*RECORDS SHOWN:*
********
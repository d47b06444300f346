use crate::error::Result;
use crate::submission::context::SubmissionContext;
use async_trait::async_trait;
use tokio_util::sync::CancellationToken;
use tracing::Instrument;

/// One step of the validation chain.
///
/// Stages run unconditionally and in a fixed order; a stage that depends
/// on earlier results checks the context flags itself and degrades to a
/// no-op instead of short-circuiting the chain. Only infrastructure
/// failures surface as errors.
#[async_trait]
pub trait Stage: Send + Sync {
    fn name(&self) -> &'static str;

    async fn run(&self, ctx: &mut SubmissionContext) -> Result<()>;
}

/// Outcome of driving a context through the chain.
#[derive(Debug, Clone, Copy, PartialEq, Eq)]
pub enum ChainOutcome {
    Completed,
    /// Shutdown was requested before the chain finished; nothing terminal
    /// has been written.
    Cancelled,
}

pub struct StageChain {
    stages: Vec<Box<dyn Stage>>,
}

impl StageChain {
    pub fn new(stages: Vec<Box<dyn Stage>>) -> Self {
        Self { stages }
    }

    pub async fn run(
        &self,
        ctx: &mut SubmissionContext,
        shutdown: &CancellationToken,
    ) -> Result<ChainOutcome> {
        for stage in &self.stages {
            if shutdown.is_cancelled() {
                tracing::info!(
                    target: "reportsink::pipeline",
                    event = "chain_cancelled",
                    token = %ctx.token,
                    stage = stage.name(),
                );
                return Ok(ChainOutcome::Cancelled);
            }

            let span = tracing::info_span!("stage", name = stage.name(), token = %ctx.token);
            stage.run(ctx).instrument(span).await?;

            tracing::debug!(
                target: "reportsink::pipeline",
                event = "stage_completed",
                token = %ctx.token,
                stage = stage.name(),
                model_valid = ctx.model_valid,
                file_valid = ctx.file_valid,
                report_valid = ctx.report_valid,
                finding_count = ctx.findings.len(),
            );
        }

        Ok(ChainOutcome::Completed)
    }
}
********
*TASK TO CARRY OUT:*
Exact copy required. Repeat the material above in full.

*WRITTEN RESPONSE:*
repository d47b06444300f346
use crate::error::Result;
use crate::submission::context::SubmissionContext;
use async_trait::async_trait;
use tokio_util::sync::CancellationToken;
use tracing::Instrument;

/// One step of the validation chain.
///
/// Stages run unconditionally and in a fixed order; a stage that depends
/// on earlier results checks the context flags itself and degrades to a
/// no-op instead of short-circuiting the chain. Only infrastructure
/// failures surface as errors.
#[async_trait]
pub trait Stage: Send + Sync {
    fn name(&self) -> &'static str;

    async fn run(&self, ctx: &mut SubmissionContext) -> Result<()>;
}

/// Outcome of driving a context through the chain.
#[derive(Debug, Clone, Copy, PartialEq, Eq)]
pub enum ChainOutcome {
    Completed,
    /// Shutdown was requested before the chain finished; nothing terminal
    /// has been written.
    Cancelled,
}

pub struct StageChain {
    stages: Vec<Box<dyn Stage>>,
}

impl StageChain {
    pub fn new(stages: Vec<Box<dyn Stage>>) -> Self {
        Self { stages }
    }

    pub async fn run(
        &self,
        ctx: &mut SubmissionContext,
        shutdown: &CancellationToken,
    ) -> Result<ChainOutcome> {
        for stage in &self.stages {
            if shutdown.is_cancelled() {
                tracing::info!(
                    target: "reportsink::pipeline",
                    event = "chain_cancelled",
                    token = %ctx.token,
                    stage = stage.name(),
                );
                return Ok(ChainOutcome::Cancelled);
            }

            let span = tracing::info_span!("stage", name = stage.name(), token = %ctx.token);
            stage.run(ctx).instrument(span).await?;

            tracing::debug!(
                target: "reportsink::pipeline",
                event = "stage_completed",
                token = %ctx.token,
                stage = stage.name(),
                model_valid = ctx.model_valid,
                file_valid = ctx.file_valid,
                report_valid = ctx.report_valid,
                finding_count = ctx.findings.len(),
            );
        }

        Ok(ChainOutcome::Completed)
    }
}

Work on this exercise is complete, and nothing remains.